Il 27/03/2013 09:27, Michael Schnell ha scritto:
On 03/26/2013 03:44 PM, Andrea Mauri wrote:
one more thing. my data is more similar to a huge spreadsheet than a
relational DB

"store":  Do you mean for working with it in "realtime" or for keeping
it for the next time the program is started ?

Ok I will explain better.

I have a GUI app.

The user loads samples (the rows), my app performs calculations on samples and for every sample give as output thousands of values (the columns). Samples could be from tens to hundreds of thousands.
Columns can be tens to thousands.
Every column is an attribute of the sample defined by a unique name.
After calculations the app/user should be able to search for one/more samples (or for one/more columns) getting all/some values for the sample/column. Briefly I need to be able to rapidly get some values from this huge data matrix.

I have two scenarios, both are possible, depending on calculations type:

1. all the columns (the number/type of attributes to be calculated on every sample) are defined by the user before performing calculations, so I know the total number of columns before starting the calculations. Actually I use a sqlite db that I define before calculations started. I create as many tables as I need where every table has 200 fields. The samples are stored in a table, every sample is a row. The attributes are stored in all the other tables (every sample has a row in every attributes tables).

2. The number of columns can vary from a sample to another. The number of columns/attributes for every sample is known only after calculation is performed on that sample. The total number of columns/attributes is known only after all samples are examined/calculated. During calculations I need to modify the number of columns. Using sqlite is quite annoying since I need to alter tables when a new column occurs also closing all the queries, modifying the insert queries and so on. During a calculation process thousands of columns can be created and need to be added.
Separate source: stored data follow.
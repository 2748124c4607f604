use std::path::Path;
use std::process::ExitCode;

use daybucket_core::LedgerSeed;
use daybucket_core::ledger::LoadReport;
use serde::Serialize;
use tracing::info;

use crate::cli::LoadArgs;
use crate::error::{CliResult, EXIT_SUCCESS, OutputFormat, print_json};
use crate::shared::{load_ledger, read_structured, save_ledger};

#[derive(Debug, Serialize)]
struct LoadOutput {
    ledger: String,
    states: LoadReport,
    offices: LoadReport,
}

pub fn run_load(args: LoadArgs, output_format: OutputFormat) -> CliResult<ExitCode> {
    let seed: LedgerSeed = read_structured(Path::new(&args.file))?;

    let ledger_path = Path::new(&args.ledger);
    let mut ledger = load_ledger(ledger_path)?;
    let report = ledger.load_seed(seed, args.update)?;
    save_ledger(ledger_path, &ledger)?;
    info!(?report, "Loaded seed");

    match output_format {
        OutputFormat::Json => print_json(&LoadOutput {
            ledger: args.ledger,
            states: report.states,
            offices: report.offices,
        })?,
        OutputFormat::Text => {
            println!(
                "States: {} created, {} updated, {} skipped",
                report.states.created, report.states.updated, report.states.skipped
            );
            println!(
                "Offices: {} created, {} updated, {} skipped",
                report.offices.created, report.offices.updated, report.offices.skipped
            );
        }
    }

    Ok(ExitCode::from(EXIT_SUCCESS))
}
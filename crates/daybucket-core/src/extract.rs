//! Place matching and local-date expansion of single segments.

use chrono::NaiveDate;
use chrono_tz::Tz;
use tracing::{trace, warn};

use crate::error::Result;
use crate::parse::parse_instant;
use crate::segment::Segment;
use crate::tz::{format_rfc3339, local_date, utc_to_local};

/// Whether a segment references `target_id`.
///
/// The visit's top candidate is checked first, then each trip destination.
/// Missing nested fields simply do not match.
pub fn segment_contains_place_id(segment: &Segment, target_id: &str) -> bool {
    segment.visit_place_id() == Some(target_id)
        || segment.destination_place_ids().any(|id| id == target_id)
}

/// Every local calendar date a segment touches in `tz`.
///
/// Both endpoints are converted to local time using the offset in effect at
/// each instant; the result runs from the start's local date through the
/// end's local date inclusive, one calendar day at a time. A segment without
/// both endpoints, or whose timestamps do not parse, yields no dates.
///
/// # Arguments
///
/// * `segment` - The segment to expand
/// * `tz` - The timezone in which days are counted
///
/// # Examples
///
/// ```
/// use daybucket_core::extract::extract_dates_from_segment;
/// use daybucket_core::segment::Segment;
/// use daybucket_core::tz::parse_tz;
/// use chrono::NaiveDate;
///
/// let segment = Segment {
///     start_time: Some("2023-01-01T23:30:00Z".into()),
///     end_time: Some("2023-01-02T01:00:00Z".into()),
///     ..Default::default()
/// };
///
/// // 15:30 to 17:00 on Jan 1 in Los Angeles, although the UTC dates differ
/// let dates = extract_dates_from_segment(&segment, parse_tz("America/Los_Angeles").unwrap());
/// assert_eq!(dates, vec![NaiveDate::from_ymd_opt(2023, 1, 1).unwrap()]);
/// ```
pub fn extract_dates_from_segment(segment: &Segment, tz: Tz) -> Vec<NaiveDate> {
    let Some((start, end)) = segment.endpoints() else {
        return Vec::new();
    };

    match local_date_span(start, end, tz) {
        Ok(dates) => dates,
        Err(e) => {
            warn!(error = %e, start, end, "Error parsing dates for segment");
            Vec::new()
        }
    }
}

fn local_date_span(start: &str, end: &str, tz: Tz) -> Result<Vec<NaiveDate>> {
    let start_utc = parse_instant(start)?;
    let end_utc = parse_instant(end)?;

    trace!(
        start_local = %format_rfc3339(&utc_to_local(start_utc, tz)),
        end_local = %format_rfc3339(&utc_to_local(end_utc, tz)),
        "Expanding segment"
    );

    let first = local_date(start_utc, tz);
    let last = local_date(end_utc, tz);

    Ok(first.iter_days().take_while(|date| *date <= last).collect())
}
//! Timezone handling utilities.
//!
//! This module provides functions for parsing timezone names and mapping
//! UTC instants onto local calendar dates with proper DST handling.

use chrono::{DateTime, NaiveDate, TimeZone, Utc};
use chrono_tz::Tz;

use crate::error::{DayBucketError, Result};

/// Timezone used for date bucketing when the caller does not pick one.
pub const DEFAULT_TIMEZONE: &str = "America/Los_Angeles";

/// Parse an IANA timezone name into a [`chrono_tz::Tz`].
///
/// # Arguments
///
/// * `name` - The IANA timezone name (e.g., "America/Los_Angeles", "Europe/Berlin")
///
/// # Returns
///
/// The parsed timezone on success, or [`DayBucketError::InvalidTimezone`].
///
/// # Examples
///
/// ```
/// use daybucket_core::tz::parse_tz;
///
/// let tz = parse_tz("America/Los_Angeles").unwrap();
/// assert_eq!(tz.to_string(), "America/Los_Angeles");
/// assert!(parse_tz("Mars/Olympus_Mons").is_err());
/// ```
pub fn parse_tz(name: &str) -> Result<Tz> {
    name.trim()
        .parse::<Tz>()
        .map_err(|_| DayBucketError::InvalidTimezone(name.to_string()))
}

/// Convert a UTC datetime to local time in the specified timezone.
///
/// The offset applied is the one in effect at that instant, so the same
/// zone yields -08:00 in January and -07:00 in July for Pacific time.
pub fn utc_to_local(utc: DateTime<Utc>, tz: Tz) -> DateTime<Tz> {
    utc.with_timezone(&tz)
}

/// The local calendar date on which a UTC instant falls in `tz`.
pub fn local_date(utc: DateTime<Utc>, tz: Tz) -> NaiveDate {
    utc_to_local(utc, tz).date_naive()
}

/// Format a datetime as RFC3339 with timezone offset.
///
/// # Returns
///
/// An RFC3339 formatted string (e.g., "2023-01-01T15:30:00-08:00").
pub fn format_rfc3339<T: TimeZone>(dt: &DateTime<T>) -> String
where
    T::Offset: std::fmt::Display,
{
    dt.format("%Y-%m-%dT%H:%M:%S%:z").to_string()
}

/// Format a UTC datetime as RFC3339 with Z suffix.
///
/// # Returns
///
/// An RFC3339 formatted string with Z suffix (e.g., "2023-01-01T00:00:00Z").
pub fn format_rfc3339_utc(dt: &DateTime<Utc>) -> String {
    dt.format("%Y-%m-%dT%H:%M:%SZ").to_string()
}
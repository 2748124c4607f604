//! Typed view of a timeline segment.
//!
//! Exports are loosely shaped: any nested field may be missing, null, or of
//! an unexpected type. Every field here is an explicit `Option` and a value
//! of the wrong shape reads as absent instead of failing the whole segment.

use serde::de::DeserializeOwned;
use serde::{Deserialize, Deserializer};
use serde_json::Value;

/// One interval of recorded activity.
#[derive(Debug, Clone, Default, PartialEq, Eq, Deserialize)]
#[serde(rename_all = "camelCase")]
pub struct Segment {
    #[serde(default, deserialize_with = "lenient")]
    pub start_time: Option<String>,
    #[serde(default, deserialize_with = "lenient")]
    pub end_time: Option<String>,
    #[serde(default, deserialize_with = "lenient")]
    pub visit: Option<Visit>,
    #[serde(default, deserialize_with = "lenient")]
    pub timeline_memory: Option<TimelineMemory>,
}

#[derive(Debug, Clone, Default, PartialEq, Eq, Deserialize)]
#[serde(rename_all = "camelCase")]
pub struct Visit {
    #[serde(default, deserialize_with = "lenient")]
    pub top_candidate: Option<PlaceCandidate>,
}

#[derive(Debug, Clone, Default, PartialEq, Eq, Deserialize)]
#[serde(rename_all = "camelCase")]
pub struct PlaceCandidate {
    #[serde(default, deserialize_with = "lenient")]
    pub place_id: Option<String>,
}

#[derive(Debug, Clone, Default, PartialEq, Eq, Deserialize)]
#[serde(rename_all = "camelCase")]
pub struct TimelineMemory {
    #[serde(default, deserialize_with = "lenient")]
    pub trip: Option<Trip>,
}

#[derive(Debug, Clone, Default, PartialEq, Eq, Deserialize)]
#[serde(rename_all = "camelCase")]
pub struct Trip {
    #[serde(default, deserialize_with = "lenient_seq")]
    pub destinations: Vec<PlaceCandidate>,
}

impl Segment {
    /// Read a segment out of a raw document entry.
    ///
    /// Returns `None` when the entry is not an object.
    pub fn from_value(value: &Value) -> Option<Segment> {
        if !value.is_object() {
            return None;
        }
        Segment::deserialize(value).ok()
    }

    /// Place identifier of the visit's top candidate, if any.
    pub fn visit_place_id(&self) -> Option<&str> {
        self.visit
            .as_ref()?
            .top_candidate
            .as_ref()?
            .place_id
            .as_deref()
    }

    /// Place identifiers of the trip destinations, in document order.
    pub fn destination_place_ids(&self) -> impl Iterator<Item = &str> {
        self.timeline_memory
            .as_ref()
            .and_then(|memory| memory.trip.as_ref())
            .into_iter()
            .flat_map(|trip| trip.destinations.iter())
            .filter_map(|destination| destination.place_id.as_deref())
    }

    /// Both endpoints, when both are present and non-empty.
    pub fn endpoints(&self) -> Option<(&str, &str)> {
        let start = self.start_time.as_deref().filter(|s| !s.is_empty())?;
        let end = self.end_time.as_deref().filter(|s| !s.is_empty())?;
        Some((start, end))
    }
}

fn lenient<'de, D, T>(deserializer: D) -> Result<Option<T>, D::Error>
where
    D: Deserializer<'de>,
    T: DeserializeOwned,
{
    let value = Value::deserialize(deserializer)?;
    Ok(serde_json::from_value(value).ok())
}

fn lenient_seq<'de, D, T>(deserializer: D) -> Result<Vec<T>, D::Error>
where
    D: Deserializer<'de>,
    T: DeserializeOwned,
{
    let items = match Value::deserialize(deserializer)? {
        Value::Array(items) => items,
        _ => return Ok(Vec::new()),
    };
    Ok(items
        .into_iter()
        .filter_map(|item| serde_json::from_value(item).ok())
        .collect())
}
The app can be splitted in 4 different tasks:

1. load of samples (then the user can look at samples, load new samples adding to existing ones..); 2. calculations (can take seconds, minutes, hours depending on the number of samples in the batch and on the number of attributes to be calculated), the user can leave the app working - no interaction, the user is just able to stop/pause the process; 2. calculated data analysis (interactive), the user can perform analysis on data (charts, data views, data manipulation [average, standard deviation...]...) (this should be as fast as possible, data retrieval from the db/datasheet fast); 3. save of calculated data to a txt file/spreadsheet... (not necessarily all calculated data will be saved by the user).

The user should also be able to delete/remove samples/columns or add samples/columns.

When doing a with a 64 bit program it might be possible and appropriate
just to use an array and have the OS do the dirty work of virtual memory
management, using a huge swap partition.

My app is actually compiled both on 32 and 64 bit. Maybe because I am old ;) (I started programming when RAM was to be used carefully, 1Mb of RAM was typical) but I am inhabited to not put all the data in memory, maybe I need to change my mind. Is it an option to not store on files but to take everything in memory and let app and os to perform the dirty work?